A referência presunçosa ou o proveito ideológico à divisa de uma sexualidade normal eflui de uma suposta e genuína ideia certa de Natureza Humana. Desta segurança indubitável (convicta ou farsante) segrega-se a (pre)disposição profícua da contranaturalidade, esgarçada pela tradição judaico-cristã através do pecado e da moral por este nomeada. Será que o animal, dado como exemplo, dá-nos a lição da união devida e conduz-nos (superiormente) à recusa da indecorosa perversão que é a homossexualidade?
Em tempos, não muito recuados, o Direito, de braços curtos e cabeça definhada, procurava assim abarcar e pensar o homem constrangido à tal natureza decretada, inventando os desvios e as palavras que teriam a função de apontar e chibar os pecantes e os pervertidos que, por doença ou crime (qualquer outra alternativa não se pressentia), violavam as leis da natureza. Mas surpresa das surpresas a dita Natureza, pela sua grandeza ontológica e relacional, não se deixou agarrar por tão tacanhos braços e, sobretudo, socializar-se por definitivas injunções de acefalópodes que traem a inteligência da sua própria natureza.
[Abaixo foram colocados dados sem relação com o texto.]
use std::collections::HashSet;

use crate::{
    domain::{GroupId, UserId},
    messaging::port::ChatPlatform,
};

// ============== Authorization ==============

/// Optional allow-list restricting who may forward threads.
///
/// Empty on both axes means the gate is off and everyone is permitted.
#[derive(Clone, Debug, Default, PartialEq, Eq)]
pub struct AllowList {
    users: HashSet<UserId>,
    groups: Vec<GroupId>,
}

impl AllowList {
    pub fn new(
        users: impl IntoIterator<Item = UserId>,
        groups: impl IntoIterator<Item = GroupId>,
    ) -> Self {
        let mut seen = HashSet::new();
        let groups = groups
            .into_iter()
            .filter(|g| seen.insert(g.clone()))
            .collect();
        Self {
            users: users.into_iter().collect(),
            groups,
        }
    }

    pub fn is_configured(&self) -> bool {
        !self.users.is_empty() || !self.groups.is_empty()
    }

    pub fn lists_user(&self, user: &UserId) -> bool {
        self.users.contains(user)
    }

    /// Groups in configured order (lookups happen in this order).
    pub fn groups(&self) -> &[GroupId] {
        &self.groups
    }

    pub fn user_count(&self) -> usize {
        self.users.len()
    }

    /// Whether `user` may trigger a forward.
    ///
    /// Direct listing is checked first and needs no platform calls. Groups are
    /// then resolved one at a time, stopping at the first that contains the
    /// user. A failed lookup only rules out that group.
    pub async fn permits(&self, user: &UserId, platform: &dyn ChatPlatform) -> bool {
        if !self.is_configured() || self.lists_user(user) {
            return true;
        }

        for group in &self.groups {
            match platform.list_group_members(group).await {
                Ok(members) if members.contains(user) => {
                    tracing::debug!(%user, %group, "user authorized via group membership");
                    return true;
                }
                Ok(_) => {}
                Err(e) => {
                    tracing::warn!(%group, error = %e, "group membership lookup failed; skipping group");
                }
            }
        }

        false
    }
}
Narciso Mota ainda está, na melhor das cenas, no patológico do patológico no que toca à homossexualidade, pese embora se deva reconhecer a sua louvável benignidade social-democrata quando sugere a cura mas já não reclama a prisão. Todavia, narcisos há muitos, designadamente no palco político dos rústicos narcisismos em que os próprios se mostram em desfavor da sua função de representar e do respeito que devem aos representados, a todos e não apenas a uns poucos.
Pois bem, senhor Narciso. Se me permite, dir-lhe-ei que desde o tempo de Freud que múltiplos académicos e especialistas vêm mostrando à biologia, à moral e à religião que a sexualidade humana é mesmo perversa – os conceitos têm uma genealogia que importa atender – na exata medida que a pulsão sexual não tem um objeto específico, único e muito menos previamente determinado sob o ponto de vista biológico. A homossexualidade (tal como a heterossexualidade) constitui uma postura libidinal identificatória e instituinte de uma historicidade própria e indestrutivelmente legítima. Senhor Narciso, com as responsabilidades que assume, traga para o debate público as verdadeiras questões éticas e sociais e deixe em paz o sexo dos outros.